[TASK DETAILS]: The lines from the top of the listing through the one containing "lowest phase start" are to be retyped exactly, with no other lines.

[DATA RECORDS]:
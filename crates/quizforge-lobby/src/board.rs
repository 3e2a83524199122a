//! The shared game board: topic Points grouped into phases.
//!
//! Point status only moves forward (`Locked → Available → Completed`).
//! The single exception is an exam failure, which resets every Point of
//! the failed phase back to `Available`. There is no "contested" status
//! — a Point is contested exactly while the session's current activity
//! is bound to it, and that binding is the lock.

use quizforge_protocol::{PhaseId, PointId, PointStatus};

use crate::sources::PointSpec;

/// One node on the board.
#[derive(Debug, Clone)]
pub struct Point {
    pub id: PointId,
    pub topic_id: u64,
    pub phase: PhaseId,
    pub status: PointStatus,
}

/// The per-session board. Mutated only by the activity state machine on
/// successful completion (and by exam resolution).
#[derive(Debug, Clone)]
pub struct Board {
    points: Vec<Point>,
    current_phase: PhaseId,
}

impl Board {
    /// Builds a board from the content service's layout. Points of the
    /// lowest phase start `Available`; everything later is `Locked`.
    pub fn new(specs: Vec<PointSpec>) -> Self {
        let first_phase = specs
            .iter()
            .map(|s| s.phase)
            .min()
            .unwrap_or(PhaseId(0));

        let points = specs
            .into_iter()
            .map(|s| Point {
                id: s.id,
                topic_id: s.topic_id,
                phase: s.phase,
                status: if s.phase == first_phase {
                    PointStatus::Available
                } else {
                    PointStatus::Locked
                },
            })
            .collect();

        Self { points, current_phase: first_phase }
    }

    /// All points, in layout order.
    pub fn points(&self) -> &[Point] {
        &self.points
    }

    /// Looks up a point by id.
    pub fn point(&self, id: PointId) -> Option<&Point> {
        self.points.iter().find(|p| p.id == id)
    }

    /// The phase the session is currently playing.
    pub fn current_phase(&self) -> PhaseId {
        self.current_phase
    }

    /// Whether every Point of the current phase is completed — the
    /// precondition for opening the phase exam.
    pub fn phase_cleared(&self) -> bool {
        self.points
            .iter()
            .filter(|p| p.phase == self.current_phase)
            .all(|p| p.status == PointStatus::Completed)
    }

    /// Marks a point completed. Callers have already checked it was
    /// `Available` when the activity opened.
    ///
    /// Returns the new `(id, status)` pair for broadcasting.
    pub fn complete(&mut self, id: PointId) -> Option<(PointId, PointStatus)> {
        let point = self.points.iter_mut().find(|p| p.id == id)?;
        point.status = PointStatus::Completed;
        Some((id, PointStatus::Completed))
    }

    /// Resets **every** Point of the given phase to `Available` — the
    /// exam-failure penalty. Returns all changed pairs for broadcasting.
    pub fn reset_phase(&mut self, phase: PhaseId) -> Vec<(PointId, PointStatus)> {
        let mut changed = Vec::new();
        for point in self.points.iter_mut().filter(|p| p.phase == phase) {
            if point.status != PointStatus::Available {
                point.status = PointStatus::Available;
                changed.push((point.id, PointStatus::Available));
            }
        }
        changed
    }

    /// Advances to the next phase after a passed exam, unlocking its
    /// Points. Returns the changed pairs, or `None` when there is no
    /// later phase (the board is finished).
    pub fn advance_phase(&mut self) -> Option<Vec<(PointId, PointStatus)>> {
        let next = self
            .points
            .iter()
            .map(|p| p.phase)
            .filter(|p| *p > self.current_phase)
            .min()?;

        self.current_phase = next;
        let mut changed = Vec::new();
        for point in self.points.iter_mut().filter(|p| p.phase == next) {
            point.status = PointStatus::Available;
            changed.push((point.id, PointStatus::Available));
        }
        Some(changed)
    }
}

#[cfg(test)]
mod tests {
    use super::*;

    fn spec(id: u64, phase: u32) -> PointSpec {
        PointSpec {
            id: PointId(id),
            topic_id: id * 10,
            phase: PhaseId(phase),
        }
    }

    fn two_phase_board() -> Board {
        Board::new(vec![spec(1, 0), spec(2, 0), spec(3, 1), spec(4, 1)])
    }

    #[test]
    fn test_new_board_unlocks_only_first_phase() {
        let board = two_phase_board();
        assert_eq!(board.point(PointId(1)).unwrap().status, PointStatus::Available);
        assert_eq!(board.point(PointId(2)).unwrap().status, PointStatus::Available);
        assert_eq!(board.point(PointId(3)).unwrap().status, PointStatus::Locked);
        assert_eq!(board.point(PointId(4)).unwrap().status, PointStatus::Locked);
        assert_eq!(board.current_phase(), PhaseId(0));
    }

    #[test]
    fn test_complete_marks_point_completed() {
        let mut board = two_phase_board();
        let changed = board.complete(PointId(1)).unwrap();
        assert_eq!(changed, (PointId(1), PointStatus::Completed));
        assert_eq!(board.point(PointId(1)).unwrap().status, PointStatus::Completed);
    }

    #[test]
    fn test_complete_unknown_point_returns_none() {
        let mut board = two_phase_board();
        assert!(board.complete(PointId(99)).is_none());
    }

    #[test]
    fn test_phase_cleared_requires_every_point() {
        let mut board = two_phase_board();
        assert!(!board.phase_cleared());

        board.complete(PointId(1));
        assert!(!board.phase_cleared(), "one of two completed is not cleared");

        board.complete(PointId(2));
        assert!(board.phase_cleared());
    }

    #[test]
    fn test_reset_phase_resets_all_points_never_a_subset() {
        let mut board = two_phase_board();
        board.complete(PointId(1));
        board.complete(PointId(2));

        let changed = board.reset_phase(PhaseId(0));

        assert_eq!(changed.len(), 2);
        for point in board.points().iter().filter(|p| p.phase == PhaseId(0)) {
            assert_eq!(point.status, PointStatus::Available);
        }
    }

    #[test]
    fn test_reset_phase_leaves_other_phases_alone() {
        let mut board = two_phase_board();
        board.complete(PointId(1));
        board.reset_phase(PhaseId(0));
        assert_eq!(board.point(PointId(3)).unwrap().status, PointStatus::Locked);
    }

    #[test]
    fn test_advance_phase_unlocks_next_phase() {
        let mut board = two_phase_board();
        board.complete(PointId(1));
        board.complete(PointId(2));

        let changed = board.advance_phase().unwrap();

        assert_eq!(board.current_phase(), PhaseId(1));
        assert_eq!(changed.len(), 2);
        assert_eq!(board.point(PointId(3)).unwrap().status, PointStatus::Available);
        assert_eq!(board.point(PointId(4)).unwrap().status, PointStatus::Available);
    }

    #[test]
    fn test_advance_past_last_phase_returns_none() {
        let mut board = two_phase_board();
        board.advance_phase().unwrap();
        assert!(board.advance_phase().is_none(), "no phase after the last");
    }

    #[test]
    fn test_empty_board_is_harmless() {
        let board = Board::new(vec![]);
        assert!(board.points().is_empty());
        assert!(board.phase_cleared(), "vacuously cleared");
    }
}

[WRITTEN SOLUTION]:
filename crates/quizforge-lobby/src/board.rs
repository 3e2a83524199122a
//! The shared game board: topic Points grouped into phases.
//!
//! Point status only moves forward (`Locked → Available → Completed`).
//! The single exception is an exam failure, which resets every Point of
//! the failed phase back to `Available`. There is no "contested" status
//! — a Point is contested exactly while the session's current activity
//! is bound to it, and that binding is the lock.

use quizforge_protocol::{PhaseId, PointId, PointStatus};

use crate::sources::PointSpec;

/// One node on the board.
#[derive(Debug, Clone)]
pub struct Point {
    pub id: PointId,
    pub topic_id: u64,
    pub phase: PhaseId,
    pub status: PointStatus,
}

/// The per-session board. Mutated only by the activity state machine on
/// successful completion (and by exam resolution).
#[derive(Debug, Clone)]
pub struct Board {
    points: Vec<Point>,
    current_phase: PhaseId,
}

impl Board {
    /// Builds a board from the content service's layout. Points of the
    /// lowest phase start `Available`; everything later is `Locked`.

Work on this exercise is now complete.